▶ TASK GOAL:
Copy out all lines from the entries below in which "Serialize" occurs.

▶ DATA EXTRACT:
Start of Block

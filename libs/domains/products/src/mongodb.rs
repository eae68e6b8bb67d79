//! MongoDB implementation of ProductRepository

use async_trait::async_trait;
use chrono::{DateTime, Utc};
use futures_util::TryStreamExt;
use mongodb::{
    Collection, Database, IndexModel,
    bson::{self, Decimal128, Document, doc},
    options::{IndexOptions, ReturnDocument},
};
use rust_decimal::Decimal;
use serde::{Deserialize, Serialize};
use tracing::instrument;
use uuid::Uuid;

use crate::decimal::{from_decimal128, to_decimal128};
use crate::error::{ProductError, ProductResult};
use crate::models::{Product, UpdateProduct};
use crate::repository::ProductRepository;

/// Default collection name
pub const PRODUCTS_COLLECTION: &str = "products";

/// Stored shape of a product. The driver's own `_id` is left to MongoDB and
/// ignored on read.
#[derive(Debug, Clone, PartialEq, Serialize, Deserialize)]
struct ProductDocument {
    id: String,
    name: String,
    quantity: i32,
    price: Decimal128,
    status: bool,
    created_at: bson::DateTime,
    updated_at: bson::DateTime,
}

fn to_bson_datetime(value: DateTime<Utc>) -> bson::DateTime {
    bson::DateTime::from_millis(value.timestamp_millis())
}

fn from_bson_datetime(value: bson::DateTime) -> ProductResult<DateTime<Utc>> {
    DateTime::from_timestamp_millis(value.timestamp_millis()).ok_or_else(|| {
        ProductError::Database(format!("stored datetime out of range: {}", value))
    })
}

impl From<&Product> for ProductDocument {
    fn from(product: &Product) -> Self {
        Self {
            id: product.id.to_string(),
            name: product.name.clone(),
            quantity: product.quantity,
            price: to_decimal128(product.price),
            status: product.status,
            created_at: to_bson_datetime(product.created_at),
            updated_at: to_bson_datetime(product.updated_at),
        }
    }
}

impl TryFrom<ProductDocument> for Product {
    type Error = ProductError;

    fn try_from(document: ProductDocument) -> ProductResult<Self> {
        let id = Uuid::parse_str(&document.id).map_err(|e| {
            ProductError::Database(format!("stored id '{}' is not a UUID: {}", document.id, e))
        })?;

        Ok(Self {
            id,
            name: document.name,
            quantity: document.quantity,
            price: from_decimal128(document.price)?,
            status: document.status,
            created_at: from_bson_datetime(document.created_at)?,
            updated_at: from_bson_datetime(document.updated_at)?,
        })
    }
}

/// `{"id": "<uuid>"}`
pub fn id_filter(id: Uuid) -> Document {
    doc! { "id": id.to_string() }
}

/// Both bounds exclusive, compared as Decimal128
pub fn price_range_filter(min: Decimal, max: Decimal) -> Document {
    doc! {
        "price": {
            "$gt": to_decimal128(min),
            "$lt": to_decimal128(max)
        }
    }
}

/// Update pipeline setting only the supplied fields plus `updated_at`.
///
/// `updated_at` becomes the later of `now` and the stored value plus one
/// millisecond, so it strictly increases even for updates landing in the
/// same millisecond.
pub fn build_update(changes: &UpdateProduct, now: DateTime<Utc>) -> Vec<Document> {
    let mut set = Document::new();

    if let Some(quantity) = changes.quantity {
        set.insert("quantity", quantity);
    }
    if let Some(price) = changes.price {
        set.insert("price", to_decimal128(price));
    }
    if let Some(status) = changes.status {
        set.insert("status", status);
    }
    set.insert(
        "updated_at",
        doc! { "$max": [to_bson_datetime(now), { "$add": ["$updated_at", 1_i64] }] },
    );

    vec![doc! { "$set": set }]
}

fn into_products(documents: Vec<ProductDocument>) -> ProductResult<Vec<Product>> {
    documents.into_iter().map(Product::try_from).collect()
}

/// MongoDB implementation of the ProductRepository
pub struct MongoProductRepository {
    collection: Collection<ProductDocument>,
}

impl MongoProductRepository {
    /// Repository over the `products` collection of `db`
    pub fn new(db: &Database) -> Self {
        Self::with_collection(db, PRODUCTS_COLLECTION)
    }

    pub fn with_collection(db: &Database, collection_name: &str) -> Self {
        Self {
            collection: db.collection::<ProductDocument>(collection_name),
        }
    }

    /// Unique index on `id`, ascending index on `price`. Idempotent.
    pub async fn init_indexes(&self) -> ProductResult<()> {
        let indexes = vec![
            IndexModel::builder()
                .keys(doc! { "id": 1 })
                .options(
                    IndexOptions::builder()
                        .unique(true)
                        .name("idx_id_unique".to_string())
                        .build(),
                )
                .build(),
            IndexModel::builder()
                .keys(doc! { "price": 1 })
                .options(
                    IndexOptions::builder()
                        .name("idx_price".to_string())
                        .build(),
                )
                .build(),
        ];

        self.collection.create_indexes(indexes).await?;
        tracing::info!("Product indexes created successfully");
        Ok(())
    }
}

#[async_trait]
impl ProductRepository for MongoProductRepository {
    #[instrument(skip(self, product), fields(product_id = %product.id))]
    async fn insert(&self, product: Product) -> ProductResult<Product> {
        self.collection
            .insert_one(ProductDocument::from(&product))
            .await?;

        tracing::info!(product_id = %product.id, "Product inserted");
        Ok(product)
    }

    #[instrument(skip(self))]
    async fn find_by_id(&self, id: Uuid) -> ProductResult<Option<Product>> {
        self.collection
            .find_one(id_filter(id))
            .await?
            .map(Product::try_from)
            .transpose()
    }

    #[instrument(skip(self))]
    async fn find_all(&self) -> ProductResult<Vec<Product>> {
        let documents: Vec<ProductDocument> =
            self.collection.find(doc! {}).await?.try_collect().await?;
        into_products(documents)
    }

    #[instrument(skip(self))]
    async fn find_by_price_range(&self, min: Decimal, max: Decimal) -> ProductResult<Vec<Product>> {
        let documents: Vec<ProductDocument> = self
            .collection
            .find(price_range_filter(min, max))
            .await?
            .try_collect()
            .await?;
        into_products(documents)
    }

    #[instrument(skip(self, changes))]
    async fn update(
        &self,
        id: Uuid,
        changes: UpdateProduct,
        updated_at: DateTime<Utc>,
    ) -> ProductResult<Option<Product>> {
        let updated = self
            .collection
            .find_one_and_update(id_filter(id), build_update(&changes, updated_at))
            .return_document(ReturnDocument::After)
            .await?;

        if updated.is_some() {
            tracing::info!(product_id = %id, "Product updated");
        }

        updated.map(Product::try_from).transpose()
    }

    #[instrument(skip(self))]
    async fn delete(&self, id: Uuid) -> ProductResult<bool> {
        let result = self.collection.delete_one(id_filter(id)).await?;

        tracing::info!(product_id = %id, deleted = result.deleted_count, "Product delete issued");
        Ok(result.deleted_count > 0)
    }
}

End of Block

▶ ANSWER TO THE PROBLEM:
use serde::{Deserialize, Serialize};
#[derive(Debug, Clone, PartialEq, Serialize, Deserialize)]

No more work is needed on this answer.